Why Did YOU Go Natural?


by Weusi

First … I know you’re here to get info about your hair. So, I thank you for all the comments and star rating thingys on the beard post (and all the others post too). I know that I don’t comment much, but Shelli’s so on top of responding to comments that I think my responses would be overkill. But, for real, … I do read the comments and I THANK YOU all for even reading the posts!

OK … this is a quickie … kinda like a video Daily Double on Jeopardy!

I know many of you have already seen this video posted by the New York Times. I found it over the weekend via a Huffington Post tweet … it is a 9 minute documentary segment on natural hair, Transition by Zina Saro-Wiwa. Watch it here if you haven’t seen it yet.

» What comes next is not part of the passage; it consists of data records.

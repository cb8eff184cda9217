//! Association Engine: one batch pass turning the full record sets into an
//! annotated tunnel forest.
//!
//! The pass is a pure function of its inputs. Cross-dataset lookups go
//! through indexes built once per cycle (control sockets by file, listeners
//! and connections in input order) and discarded with it. Ambiguous matches
//! are broken by owning pid first, then input order, so identical input
//! always yields an identical forest.

use crate::model::{
    Annotation, Endpoint, Forest, ForwardKind, ForwardSpec, ForwardState, NodeId, NodeKind,
    ProcessRecord, SocketKind, SocketRecord, SshInvocation, TunnelNode,
};
use crate::parse::socket::normalize_host;
use std::collections::{BTreeSet, HashMap, HashSet};
use std::net::IpAddr;

/// Build the tunnel forest from one cycle's records.
pub fn associate(processes: &[ProcessRecord], sockets: &[SocketRecord]) -> Forest {
    let index = SocketIndex::build(sockets);
    let duplicates = duplicate_forward_keys(processes);
    let mut forest = Forest::new();

    // Phase A: master nodes first, so forward children can resolve against
    // the complete control-socket map regardless of process order. This also
    // reproduces the masters-first presentation order.
    let mut masters: HashMap<&str, NodeId> = HashMap::new();
    for record in processes {
        if let SshInvocation::MasterSocket {
            socket_file,
            forwards,
            ..
        } = &record.invocation
        {
            let mut node = base_node(record, NodeKind::MasterSocket, None);
            if let Some(control) = index.control_for(socket_file, record.pid) {
                node.matched_sockets.push(control.clone());
            }
            attach_forward_states(&mut node, forwards, record, &index, &duplicates);
            let id = forest.push(node);
            masters.entry(socket_file.as_str()).or_insert(id);
        }
    }

    for record in processes {
        match &record.invocation {
            SshInvocation::MasterSocket { .. } => {}
            SshInvocation::ForwardChild {
                socket_file,
                forwards,
                ..
            } => {
                let parent = masters.get(socket_file.as_str()).copied();
                let kind = if forwards.is_empty() {
                    NodeKind::SocketSession
                } else {
                    NodeKind::SocketForward
                };
                let mut node = base_node(record, kind, parent);
                if parent.is_none() {
                    node.annotations.insert(Annotation::OrphanForward);
                }
                attach_forward_states(&mut node, forwards, record, &index, &duplicates);
                forest.push(node);
            }
            SshInvocation::Traditional {
                destination,
                port,
                forwards,
                wants_shell,
                ..
            } => {
                let main = forest.push(base_node(record, NodeKind::TraditionalMain, None));
                for spec in forwards {
                    let state = resolve_forward(
                        spec,
                        record.pid,
                        Some(destination.as_str()),
                        &index,
                        &duplicates,
                    );
                    let mut node = base_node(record, NodeKind::TraditionalForward, Some(main));
                    node.annotations = state.annotations.clone();
                    node.forwards.push(state);
                    forest.push(node);
                }
                if *wants_shell {
                    let mut node = base_node(record, NodeKind::TraditionalSession, Some(main));
                    resolve_session(&mut node, destination, *port, record.pid, &index);
                    forest.push(node);
                }
            }
            SshInvocation::Session {
                destination, port, ..
            } => {
                let mut node = base_node(record, NodeKind::StandaloneSession, None);
                resolve_session(&mut node, destination, *port, record.pid, &index);
                forest.push(node);
            }
        }
    }

    nest_chained_tunnels(&mut forest);
    forest
}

It’s loaded with fuel for conversation regarding social, political, race, gender, health, history, self-image, community and other topics. All things that I LOVE to share, challenge, exchange ideas and dialogue about. BUT … who am I to pose questions or challenge women about their thought processes around their hair? To me, it makes more sense for you, the women/supporters of Hairscapades, to speak your mind.

So … here are two surveys so that you can tell the world why you went/are natural …

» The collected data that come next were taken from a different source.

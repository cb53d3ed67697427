//! Shared fixtures for the integration tests.

#![allow(dead_code)]

use jwks_core::storage::{DatabaseKeyStore, FileKeyStore, KeyStore, MemoryKeyStore};
use jwks_core::{Algorithm, JwksOptions, JwksService};
use std::sync::Arc;
use tempfile::TempDir;

/// A store under test. The temp directory must outlive the store.
pub struct Backend {
    pub name: &'static str,
    pub store: Arc<dyn KeyStore>,
    _dir: Option<TempDir>,
}

/// Options using fast algorithms so tests do not wait on RSA generation.
pub fn options() -> JwksOptions {
    JwksOptions::default()
        .with_signing_algorithm(Algorithm::ES256)
        .with_encryption_algorithm(Algorithm::A128KW)
        .with_key_prefix("it_")
}

/// Every backend that runs without external services.
pub async fn local_backends() -> Vec<Backend> {
    let dir = TempDir::new().unwrap();
    let file = FileKeyStore::open(dir.path().join("keys")).await.unwrap();
    let database = DatabaseKeyStore::connect("sqlite::memory:", 1).await.unwrap();
    vec![
        Backend {
            name: "memory",
            store: Arc::new(MemoryKeyStore::new()),
            _dir: None,
        },
        Backend {
            name: "file",
            store: Arc::new(file),
            _dir: Some(dir),
        },
        Backend {
            name: "database",
            store: Arc::new(database),
            _dir: None,
        },
    ]
}

/// Service over `store` with [`options`].
pub fn service(store: &Arc<dyn KeyStore>) -> JwksService {
    JwksService::new(options(), Arc::clone(store)).unwrap()
}

/// Service over `store` with custom options.
pub fn service_with(store: &Arc<dyn KeyStore>, options: JwksOptions) -> JwksService {
    JwksService::new(options, Arc::clone(store)).unwrap()
}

Feel free to comment and speak to the hundreds of thousands of readers that I’m sure will see this on not only Hairscapades, but also from hundreds/thousands of other sites that re-blogs this! (If you do re-blog this survey … please let Shelli know. I hope to collect all the data and re-distribute it back to the public).

I look forward to reading the feedback …

And ohhhh … you might also want to peep the slide show of The Coiffure Project by Glenford Nunez at the end of the Huffington Post article.

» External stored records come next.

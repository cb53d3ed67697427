//! Key generation for every algorithm in the catalog.
//!
//! Generation is CPU bound (an RSA-3072 key takes a noticeable fraction of a
//! second), so async callers should run it on the blocking pool.

use super::algorithm::{Algorithm, Curve, KeyType};
use super::b64_encode;
use crate::error::{JwksError, Result};
use crate::jwks::{JsonWebKey, KeyMaterial};
use rand::RngCore;
use rand::rngs::OsRng;
use rsa::traits::{PrivateKeyParts, PublicKeyParts};
use rsa::{BigUint, RsaPrivateKey};

/// Smallest RSA modulus the factory will produce.
pub const MIN_RSA_KEY_SIZE: usize = 3072;

/// Random bytes behind every key id.
const KEY_ID_BYTES: usize = 16;

macro_rules! generate_ec_key {
    ($curve:ident) => {{
        let signing_key = $curve::ecdsa::SigningKey::random(&mut OsRng);
        let point = $curve::ecdsa::VerifyingKey::from(&signing_key).to_encoded_point(false);
        let x = point
            .x()
            .ok_or_else(|| JwksError::generation("public point has no x coordinate"))?;
        let y = point
            .y()
            .ok_or_else(|| JwksError::generation("public point has no y coordinate"))?;
        (b64_encode(x), b64_encode(y), b64_encode(signing_key.to_bytes()))
    }};
}

/// Generates key material and unique key identifiers.
#[derive(Debug, Clone)]
pub struct KeyFactory {
    key_prefix: String,
    rsa_key_size: usize,
}

impl KeyFactory {
    /// Create a factory issuing key ids that start with `key_prefix`.
    #[must_use]
    pub fn new(key_prefix: impl Into<String>) -> Self {
        Self {
            key_prefix: key_prefix.into(),
            rsa_key_size: MIN_RSA_KEY_SIZE,
        }
    }

    /// Use a larger RSA modulus.
    ///
    /// # Errors
    ///
    /// Returns `InvalidConfiguration` when `bits` is below [`MIN_RSA_KEY_SIZE`].
    pub fn with_rsa_key_size(mut self, bits: usize) -> Result<Self> {
        if bits < MIN_RSA_KEY_SIZE {
            return Err(JwksError::config(format!(
                "RSA key size {bits} is below the {MIN_RSA_KEY_SIZE} bit minimum"
            )));
        }
        self.rsa_key_size = bits;
        Ok(self)
    }

    /// Configured RSA modulus size in bits.
    #[must_use]
    pub const fn rsa_key_size(&self) -> usize {
        self.rsa_key_size
    }

    /// Fresh key id: the prefix plus 16 random bytes, base64url without padding.
    #[must_use]
    pub fn generate_key_id(&self) -> String {
        let mut bytes = [0u8; KEY_ID_BYTES];
        OsRng.fill_bytes(&mut bytes);
        format!("{}{}", self.key_prefix, b64_encode(bytes))
    }

    /// Generate a key for any catalog algorithm.
    ///
    /// # Errors
    ///
    /// Returns `KeyGenerationFailed` if the primitive fails.
    pub fn create(&self, algorithm: Algorithm) -> Result<KeyMaterial> {
        match algorithm.kty() {
            KeyType::Rsa | KeyType::EllipticCurve => self.create_asymmetric_key(algorithm),
            KeyType::Octet => self.create_symmetric_key(algorithm),
        }
    }

    /// Generate an RSA or elliptic curve key pair.
    ///
    /// # Errors
    ///
    /// Returns `UnsupportedAlgorithm` for symmetric algorithms and
    /// `KeyGenerationFailed` if the primitive fails.
    pub fn create_asymmetric_key(&self, algorithm: Algorithm) -> Result<KeyMaterial> {
        let parameters = match algorithm.kty() {
            KeyType::Rsa => self.generate_rsa()?,
            KeyType::EllipticCurve => generate_ec(algorithm.curve()?)?,
            KeyType::Octet => {
                return Err(JwksError::unsupported(format!(
                    "{algorithm} is not an asymmetric algorithm"
                )));
            }
        };
        Ok(KeyMaterial::new(self.generate_key_id(), algorithm, parameters))
    }

    /// Generate an HMAC secret or AES key wrap key.
    ///
    /// # Errors
    ///
    /// Returns `UnsupportedAlgorithm` for asymmetric algorithms.
    pub fn create_symmetric_key(&self, algorithm: Algorithm) -> Result<KeyMaterial> {
        let mut secret = vec![0u8; algorithm.symmetric_key_len()?];
        OsRng
            .try_fill_bytes(&mut secret)
            .map_err(|e| JwksError::generation(e.to_string()))?;
        let parameters = JsonWebKey::symmetric(b64_encode(&secret));
        zeroize::Zeroize::zeroize(&mut secret);
        Ok(KeyMaterial::new(self.generate_key_id(), algorithm, parameters))
    }

    fn generate_rsa(&self) -> Result<JsonWebKey> {
        let key = RsaPrivateKey::new(&mut OsRng, self.rsa_key_size)
            .map_err(|e| JwksError::generation(e.to_string()))?;
        rsa_private_jwk(&key)
    }
}

/// Private JWK members of an RSA key, CRT values included.
pub(crate) fn rsa_private_jwk(key: &RsaPrivateKey) -> Result<JsonWebKey> {
    let [p, q] = key.primes() else {
        return Err(JwksError::generation("RSA key must have exactly two primes"));
    };
    let one = BigUint::from(1u32);
    let two = BigUint::from(2u32);
    let d = key.d();
    let dp = d % &(p - &one);
    let dq = d % &(q - &one);
    // p is prime, so q^(p-2) mod p is the inverse of q.
    let qi = q.modpow(&(p - &two), p);

    let mut jwk = JsonWebKey::default();
    jwk.n = Some(b64_encode(key.n().to_bytes_be()));
    jwk.e = Some(b64_encode(key.e().to_bytes_be()));
    jwk.d = Some(b64_encode(d.to_bytes_be()));
    jwk.p = Some(b64_encode(p.to_bytes_be()));
    jwk.q = Some(b64_encode(q.to_bytes_be()));
    jwk.dp = Some(b64_encode(dp.to_bytes_be()));
    jwk.dq = Some(b64_encode(dq.to_bytes_be()));
    jwk.qi = Some(b64_encode(qi.to_bytes_be()));
    Ok(jwk)
}

fn generate_ec(curve: Curve) -> Result<JsonWebKey> {
    let (x, y, d) = match curve {
        Curve::P256 => generate_ec_key!(p256),
        Curve::P384 => generate_ec_key!(p384),
        Curve::P521 => generate_ec_key!(p521),
    };
    Ok(JsonWebKey::elliptic_curve(curve.as_str(), x, y, Some(d)))
}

I’m not gonna say much about it … EXCEPT that these are some beautiful pics, BUT all but one are of “mass media safe” subjects. That’s all.



17 responses »

  1. I watched the documentary and went “mmmh”. I am 18 months natural, and I did not see my decision as a socio-political statement. I live in a majority black country, and never considered myself as part of the oppressed because of my race. True, because my parents were immigrants to this country (Bahamas), Haitians here are not exactly treated with great respect, but I see no connection with that and me being natural. I am natural because I wanted to take care of myself better, and eliminating harsh chemicals was part of that challenge.


  2. I am natural simply because I wanted to stop relaxing. End of story. Sidenote: I tend to say ” I am natural” instead of “I went natural” because “I went” to a relaxer, but only if I am talking to someone who is being condescending of natural hair.  I didn’t make some calculated decision or do it under duress. I only relaxed my hair once a season, then as I grew older and my hair got thinner, only twice a year. Then I cut my hair short ala Halle Berry for the summer and decided not to relax anymore.
    I know that I may get some flack for this, but I think some people outside of the natural hair community think we are embarking on some socio-political agenda when they see what may be deemed by them as unkempt, unruly, comb and brush be damned hairstyles. Those outside looking in cannot imagine why some of us naturals would walk around looking like whodunit and why, so they say it must be a socio-political, fight the power, artistic expression of a starving artist stance. However, that only goes for certain people. If your hair is “nice” and behaves well, then they aren’t talking about you. Everyone embraced Chilli, Tracee Ellis Ross, and Alicia Keys (post braids) while Erykah Badu, Lauren Hill and Viola Davis got the side-eye.  Please remember this is only my humble opinion.


  3. The only TRUE reason I went natural was simple. I stopped using a chemical relaxer because it was eating/damaging my hair, not because it was a socio-political statement. I shared my hairstory here on Hairscapades as well as on my blog.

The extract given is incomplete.